The project is funded through the NSF’s newly formed Convergence Accelerator program, which integrates use-inspired, team-based science, cross-cutting partnerships and multidisciplinary efforts to produce impactful solutions toward national-scale societal challenges.
"Convergence Accelerator is producing true innovation," said Douglas Maughan, NSF Convergence Accelerator program head. "All 2019 cohort teams worked hard to further develop their initial concepts, strengthen their teams, and engage with customers and partners; however, Phase II is where we expect to see high-impact deliverables."
“Throughout the process, especially in our evaluation and assessments, we are poised toward staying focused, practical and user/customer-centric, by closely working with the LEARNER advisory board that includes leaders from core technology development companies (e.g., Ford, Boeing), stakeholders and trainers from emergency response organizations, and decision-makers from government agencies (e.g., Federal Emergency Management Agency, National Fire Protection Association),” said Mehta.
The LEARNER team includes researchers from Virginia Polytechnic Institute and State University, the University of Florida, Knowledge Based Systems Inc., and Sarcos Robotics. Dr. Jason Moats and his team from the Texas A&M Engineering Extension Service, a world-renowned leader in emergency response workforce development, and the National Institute of Standards and Testing, are providing guidance, content building and testing capability. Dr. Saurabh Biswas, from the Texas A&M Engineering Experiment Station, is a senior personnel member on the project providing guidance on commercialization.
The team was among 43 Phase I award winners selected in 2019. Phase I award winners competed through a proposal and pitch peer-review process, and nine were selected for awards in Phase II.
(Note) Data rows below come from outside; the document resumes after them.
//! Two-piece uniform distribution.
//!
//! A continuous random variable formed by concatenating two uniform
//! segments: `[mini, sep]` carrying probability mass `psep`, and
//! `[sep, maxi]` carrying mass `1 - psep`. The split point and the split
//! probability are set independently, so the density may jump at `sep`.
//!
//! The halves-uniform distribution (half the mass on each side of `sep`) is
//! the same engine with `psep` pinned to `0.5`; see
//! [`TwoPieceUniform::halves`].

use rand::distr::{Distribution as _, Uniform};
use rand::Rng;
use rvkit_core::{Error, Result};
use statrs::distribution::{Continuous, ContinuousCDF};
use statrs::statistics::{Distribution, Max, Min};

/// Validation predicate for two-piece uniform parameters.
///
/// Valid iff all four values are finite, `mini <= sep <= maxi` and
/// `0 <= psep <= 1`. Degenerate widths are valid: `sep == mini`,
/// `sep == maxi`, and even `mini == sep == maxi` (a point mass).
pub fn argcheck(mini: f64, sep: f64, maxi: f64, psep: f64) -> bool {
    mini.is_finite()
        && sep.is_finite()
        && maxi.is_finite()
        && psep.is_finite()
        && mini <= sep
        && sep <= maxi
        && (0.0..=1.0).contains(&psep)
}

// Density of Uniform(lo, hi); assumes hi > lo. Keeping the helper in
// extrema form avoids shuffling everything through loc/scale.
fn uniform_pdf(x: f64, lo: f64, hi: f64) -> f64 {
    if (lo..=hi).contains(&x) {
        1.0 / (hi - lo)
    } else {
        0.0
    }
}

/// Two-piece uniform distribution with validated parameters.
#[derive(Debug, Clone, Copy, PartialEq)]
pub struct TwoPieceUniform {
    mini: f64,
    sep: f64,
    maxi: f64,
    psep: f64,
}

impl TwoPieceUniform {
    /// Create a two-piece uniform distribution.
    ///
    /// `psep` is the cumulative probability at `sep`, i.e. the mass of the
    /// left segment: `P(X < sep) = psep`.
    ///
    /// # Errors
    ///
    /// Returns [`Error::Domain`] unless `mini <= sep <= maxi` and
    /// `0 <= psep <= 1` (see [`argcheck`]).
    pub fn new(mini: f64, sep: f64, maxi: f64, psep: f64) -> Result<Self> {
        if !argcheck(mini, sep, maxi, psep) {
            return Err(Error::Domain(format!(
                "two-piece uniform requires mini <= sep <= maxi and 0 <= psep <= 1, \
                 got mini={mini}, sep={sep}, maxi={maxi}, psep={psep}"
            )));
        }
        Ok(Self { mini, sep, maxi, psep })
    }

    /// The halves-uniform distribution: half the mass on each side of `sep`.
    ///
    /// Same engine with `psep` pinned to `0.5`; no algebra is duplicated.
    pub fn halves(mini: f64, sep: f64, maxi: f64) -> Result<Self> {
        Self::new(mini, sep, maxi, 0.5)
    }

    /// Left bound.
    pub fn mini(&self) -> f64 {
        self.mini
    }

    /// Boundary between the left and right segments.
    pub fn sep(&self) -> f64 {
        self.sep
    }

    /// Right bound.
    pub fn maxi(&self) -> f64 {
        self.maxi
    }

    /// Probability mass of the left segment.
    pub fn psep(&self) -> f64 {
        self.psep
    }

    /// Support of the distribution: `[mini, maxi]`, independent of `psep`.
    pub fn support(&self) -> (f64, f64) {
        (self.mini, self.maxi)
    }

    /// Probability density at `x`.
    ///
    /// Each segment is a uniform density scaled by its probability mass. A
    /// zero-width segment that carries mass is an atom: the density at that
    /// point is `+inf`.
    pub fn pdf(&self, x: f64) -> f64 {
        let Self { mini, sep, maxi, psep } = *self;
        if x < mini || x > maxi {
            return 0.0;
        }
        if x <= sep {
            if sep > mini {
                return psep * uniform_pdf(x, mini, sep);
            }
            if psep > 0.0 {
                return f64::INFINITY;
            }
            // Zero-width, zero-mass left segment: the right segment alone
            // determines the density here.
        }
        if maxi > sep {
            return (1.0 - psep) * uniform_pdf(x, sep, maxi);
        }
        if psep < 1.0 {
            f64::INFINITY
        } else {
            0.0
        }
    }

    /// Cumulative probability at `x`.
    ///
    /// The intervals are half-open so the value at `sep` is exactly `psep`
    /// and nothing is double-counted.
    pub fn cdf(&self, x: f64) -> f64 {
        let Self { mini, sep, maxi, psep } = *self;
        if x < mini {
            0.0
        } else if x < sep {
            // mini <= x < sep implies sep > mini
            psep * ((x - mini) / (sep - mini))
        } else if x < maxi {
            // sep <= x < maxi implies maxi > sep
            psep + (1.0 - psep) * ((x - sep) / (maxi - sep))
        } else {
            1.0
        }
    }

    /// Inverse cumulative probability (percent-point function).
    ///
    /// Exact algebraic inverse of [`cdf`](Self::cdf) on `(0, 1)`; returns
    /// NaN for `p` outside `[0, 1]`.
    pub fn ppf(&self, p: f64) -> f64 {
        let Self { mini, sep, maxi, psep } = *self;
        if !(0.0..=1.0).contains(&p) {
            return f64::NAN;
        }
        if p < psep {
            mini + p / psep * (sep - mini)
        } else if psep < 1.0 {
            sep + (p - psep) / (1.0 - psep) * (maxi - sep)
        } else {
            // psep == 1: the left segment carries all mass and p == 1 lands
            // on its right edge.
            sep
        }
    }

    /// Draw `size` samples.
    ///
    /// Stratified: `ceil(size * psep)` draws come from `[mini, sep]` and the
    /// remainder from `[sep, maxi]`, concatenated left-then-right. The split
    /// is a fixed count rather than a per-draw Bernoulli, so `size == 1`
    /// with `psep > 0` always yields a left-segment sample. Callers needing
    /// i.i.d. order must shuffle.
    pub fn rvs<R: Rng + ?Sized>(&self, rng: &mut R, size: usize) -> Vec<f64> {
        let n_left = (((size as f64) * self.psep).ceil() as usize).min(size);

        let left = Uniform::new_inclusive(self.mini, self.sep)
            .expect("segment bounds are ordered by construction");
        let right = Uniform::new_inclusive(self.sep, self.maxi)
            .expect("segment bounds are ordered by construction");

        let mut out = Vec::with_capacity(size);
        for _ in 0..n_left {
            out.push(left.sample(rng));
        }
        for _ in 0..size - n_left {
            out.push(right.sample(rng));
        }
        out
    }

    /// Mean: the mass-weighted average of the two segment midpoints.
    pub fn mean(&self) -> f64 {
        let Self { mini, sep, maxi, psep } = *self;
        let mean_left = (mini + sep) / 2.0;
        let mean_right = (sep + maxi) / 2.0;
        psep * mean_left + (1.0 - psep) * mean_right
    }

    /// Variance by the law of total variance.
    ///
    /// Each segment contributes its own uniform variance (`width^2 / 12`)
    /// weighted by its mass, plus its midpoint's squared deviation from the
    /// overall mean, also weighted by its mass.
    pub fn var(&self) -> f64 {
        let Self { mini, sep, maxi, psep } = *self;
        let within_left = psep * (sep - mini).powi(2) / 12.0;
        let within_right = (1.0 - psep) * (maxi - sep).powi(2) / 12.0;

        let mean_left = (mini + sep) / 2.0;
        let mean_right = (sep + maxi) / 2.0;
        let overall = psep * mean_left + (1.0 - psep) * mean_right;

        let between_left = psep * (mean_left - overall).powi(2);
        let between_right = (1.0 - psep) * (mean_right - overall).powi(2);

        within_left + within_right + between_left + between_right
    }
}

impl Min<f64> for TwoPieceUniform {
    fn min(&self) -> f64 {
        self.mini
    }
}

impl Max<f64> for TwoPieceUniform {
    fn max(&self) -> f64 {
        self.maxi
    }
}

impl Continuous<f64, f64> for TwoPieceUniform {
    fn pdf(&self, x: f64) -> f64 {
        TwoPieceUniform::pdf(self, x)
    }

    fn ln_pdf(&self, x: f64) -> f64 {
        TwoPieceUniform::pdf(self, x).ln()
    }
}

impl ContinuousCDF<f64, f64> for TwoPieceUniform {
    fn cdf(&self, x: f64) -> f64 {
        TwoPieceUniform::cdf(self, x)
    }

    fn sf(&self, x: f64) -> f64 {
        1.0 - TwoPieceUniform::cdf(self, x)
    }

    fn inverse_cdf(&self, p: f64) -> f64 {
        TwoPieceUniform::ppf(self, p)
    }
}

impl Distribution<f64> for TwoPieceUniform {
    fn mean(&self) -> Option<f64> {
        Some(TwoPieceUniform::mean(self))
    }

    fn variance(&self) -> Option<f64> {
        Some(TwoPieceUniform::var(self))
    }

    // Skewness and kurtosis are left to the trait defaults (`None`): the
    // closed forms were judged not worth the complexity.
}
Over the next 24 months, the team will advance learning by creating a scalable and replicable platform that will increase the speed of integration and adoption of innovative and emerging human augmentation technologies that benefit the future workforce, not only in emergency response, but also across other industrial sectors, such as manufacturing, construction and health care.
“Imagine if health care workers are quickly able to learn how to use powered exoskeletons using LEARNER — fewer workers would be needed for safer patient handling, thereby potentially reducing the spread of COVID-19-related infections. The award will accelerate our efforts to make immediate impacts to address challenges of national importance such as this,” said Mehta.